Aim of the exercise: Filter the listing below, please, and copy only the lines with the word "ServiceRef".

*** Records provided Section Begins ***

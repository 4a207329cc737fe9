//! Agent-side remote calls to the collector
//!
//! A remote call is a [`RemoteOperation`]: the bound request plus the
//! decoder of its response. [`RemoteCallGateway::execute`] performs exactly
//! one round trip through a [`ServiceRef`] and reports a typed
//! [`GatewayError`](invoscope_core::GatewayError) on failure. Retry and
//! reconnect policy belong to the transport, never to the gateway.

#![warn(missing_docs)]
#![warn(clippy::all)]

pub mod gateway;
pub mod operation;
pub mod transport;

pub use gateway::{RemoteCallGateway, DEFAULT_TIMEOUT};
pub use operation::{register_sensor_type, RemoteOperation, RemoteRequest, RemoteResponse};
pub use transport::{ServiceRef, TransportError};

*** Records provided Section Ends ***

Response to this task:
//! one round trip through a [`ServiceRef`] and reports a typed
pub use transport::{ServiceRef, TransportError};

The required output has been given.